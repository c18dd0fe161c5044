use crate::error::{ForgeError, Result};
use serde::{Deserialize, Serialize};
use std::path::Path;

// ---------------------------------------------------------------------------
// LocalConfig
// ---------------------------------------------------------------------------

/// Local model server (Ollama-style API). `base_url` includes the `/api`
/// prefix, e.g. `http://localhost:11434/api`.
#[derive(Debug, Clone, Default, PartialEq, Serialize, Deserialize)]
pub struct LocalConfig {
    #[serde(default)]
    pub base_url: Option<String>,
}

// ---------------------------------------------------------------------------
// OpenAiConfig
// ---------------------------------------------------------------------------

#[derive(Debug, Clone, PartialEq, Serialize, Deserialize)]
pub struct OpenAiConfig {
    #[serde(default = "default_openai_base")]
    pub base_url: String,
    #[serde(default, skip_serializing)]
    pub api_key: Option<String>,
    /// Advertised by `GET /api/models` next to the local models.
    #[serde(default = "default_openai_models")]
    pub models: Vec<String>,
}

fn default_openai_base() -> String {
    "https://api.openai.com/v1".to_string()
}

fn default_openai_models() -> Vec<String> {
    vec![
        "gpt-4o-mini".to_string(),
        "gpt-4o".to_string(),
        "gpt-4".to_string(),
    ]
}

impl Default for OpenAiConfig {
    fn default() -> Self {
        Self {
            base_url: default_openai_base(),
            api_key: None,
            models: default_openai_models(),
        }
    }
}

// ---------------------------------------------------------------------------
// AnthropicConfig
// ---------------------------------------------------------------------------

#[derive(Debug, Clone, PartialEq, Serialize, Deserialize)]
pub struct AnthropicConfig {
    #[serde(default = "default_anthropic_base")]
    pub base_url: String,
    #[serde(default, skip_serializing)]
    pub api_key: Option<String>,
    #[serde(default = "default_anthropic_version")]
    pub version: String,
    #[serde(default = "default_max_tokens")]
    pub max_tokens: u32,
    #[serde(default = "default_architecture_model")]
    pub architecture_model: String,
    #[serde(default = "default_pseudocode_model")]
    pub pseudocode_model: String,
}

fn default_anthropic_base() -> String {
    "https://api.anthropic.com/v1".to_string()
}

fn default_anthropic_version() -> String {
    "2023-06-01".to_string()
}

fn default_max_tokens() -> u32 {
    4000
}

fn default_architecture_model() -> String {
    "claude-3-5-sonnet-20240620".to_string()
}

fn default_pseudocode_model() -> String {
    "claude-3-haiku-20240307".to_string()
}

impl Default for AnthropicConfig {
    fn default() -> Self {
        Self {
            base_url: default_anthropic_base(),
            api_key: None,
            version: default_anthropic_version(),
            max_tokens: default_max_tokens(),
            architecture_model: default_architecture_model(),
            pseudocode_model: default_pseudocode_model(),
        }
    }
}

// ---------------------------------------------------------------------------
// JiraConfig
// ---------------------------------------------------------------------------

#[derive(Debug, Clone, Default, PartialEq, Serialize, Deserialize)]
pub struct JiraConfig {
    #[serde(default)]
    pub base_url: Option<String>,
    #[serde(default)]
    pub email: Option<String>,
    #[serde(default, skip_serializing)]
    pub api_token: Option<String>,
}

impl JiraConfig {
    /// `(base_url, email, api_token)` when all three are set.
    pub fn credentials(&self) -> Option<(&str, &str, &str)> {
        Some((
            self.base_url.as_deref()?,
            self.email.as_deref()?,
            self.api_token.as_deref()?,
        ))
    }
}

// ---------------------------------------------------------------------------
// PlantUmlConfig / ServerConfig
// ---------------------------------------------------------------------------

#[derive(Debug, Clone, PartialEq, Serialize, Deserialize)]
pub struct PlantUmlConfig {
    #[serde(default = "default_plantuml_server")]
    pub server: String,
}

fn default_plantuml_server() -> String {
    "http://www.plantuml.com/plantuml".to_string()
}

impl Default for PlantUmlConfig {
    fn default() -> Self {
        Self {
            server: default_plantuml_server(),
        }
    }
}

#[derive(Debug, Clone, PartialEq, Serialize, Deserialize)]
pub struct ServerConfig {
    #[serde(default = "default_port")]
    pub port: u16,
    /// Applied to every outbound request. There are no retries.
    #[serde(default = "default_timeout_secs")]
    pub request_timeout_secs: u64,
}

fn default_port() -> u16 {
    5001
}

fn default_timeout_secs() -> u64 {
    120
}

impl Default for ServerConfig {
    fn default() -> Self {
        Self {
            port: default_port(),
            request_timeout_secs: default_timeout_secs(),
        }
    }
}

// ---------------------------------------------------------------------------
// Config
// ---------------------------------------------------------------------------

#[derive(Debug, Clone, Default, PartialEq, Serialize, Deserialize)]
pub struct Config {
    #[serde(default)]
    pub local: LocalConfig,
    #[serde(default)]
    pub openai: OpenAiConfig,
    #[serde(default)]
    pub anthropic: AnthropicConfig,
    #[serde(default)]
    pub jira: JiraConfig,
    #[serde(default)]
    pub plantuml: PlantUmlConfig,
    #[serde(default)]
    pub server: ServerConfig,
}

impl Config {
    /// Defaults, then the YAML file at `path` (if any), then the process
    /// environment.
    pub fn load(path: Option<&Path>) -> Result<Self> {
        let mut config = match path {
            Some(p) => Self::from_yaml(&std::fs::read_to_string(p)?)?,
            None => Self::default(),
        };
        config.apply_env(|key| std::env::var(key).ok())?;
        Ok(config)
    }

    pub fn from_yaml(text: &str) -> Result<Self> {
        Ok(serde_yaml::from_str(text)?)
    }

    /// Override fields from environment-style variables. Empty values are
    /// treated as unset.
    pub fn apply_env<F>(&mut self, lookup: F) -> Result<()>
    where
        F: Fn(&str) -> Option<String>,
    {
        let get = |key: &str| lookup(key).filter(|v| !v.trim().is_empty());

        if let Some(v) = get("OLLAMA_API_BASE") {
            self.local.base_url = Some(v);
        }
        if let Some(v) = get("OPENAI_API_BASE") {
            self.openai.base_url = v;
        }
        if let Some(v) = get("OPENAI_API_KEY") {
            self.openai.api_key = Some(v);
        }
        if let Some(v) = get("ANTHROPIC_API_BASE") {
            self.anthropic.base_url = v;
        }
        if let Some(v) = get("ANTHROPIC_API_KEY") {
            self.anthropic.api_key = Some(v);
        }
        if let Some(v) = get("JIRA_API_BASE") {
            self.jira.base_url = Some(v);
        }
        if let Some(v) = get("JIRA_EMAIL") {
            self.jira.email = Some(v);
        }
        if let Some(v) = get("JIRA_API_TOKEN") {
            self.jira.api_token = Some(v);
        }
        if let Some(v) = get("PLANTUML_SERVER") {
            self.plantuml.server = v;
        }
        if let Some(v) = get("IDEAFORGE_PORT") {
            self.server.port = v
                .trim()
                .parse()
                .map_err(|_| ForgeError::Config(format!("IDEAFORGE_PORT '{v}' is not a port")))?;
        }
        if let Some(v) = get("IDEAFORGE_TIMEOUT_SECS") {
            self.server.request_timeout_secs = v.trim().parse().map_err(|_| {
                ForgeError::Config(format!("IDEAFORGE_TIMEOUT_SECS '{v}' is not a number"))
            })?;
        }
        Ok(())
    }
}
************
Work request - From the records above, reproduce exactly the lines from the one with "impl Default for PlantUmlConfig" to the one with "pub struct ServerConfig", both included, and no others.

Output of the task -
impl Default for PlantUmlConfig {
    fn default() -> Self {
        Self {
            server: default_plantuml_server(),
        }
    }
}

#[derive(Debug, Clone, PartialEq, Serialize, Deserialize)]
pub struct ServerConfig {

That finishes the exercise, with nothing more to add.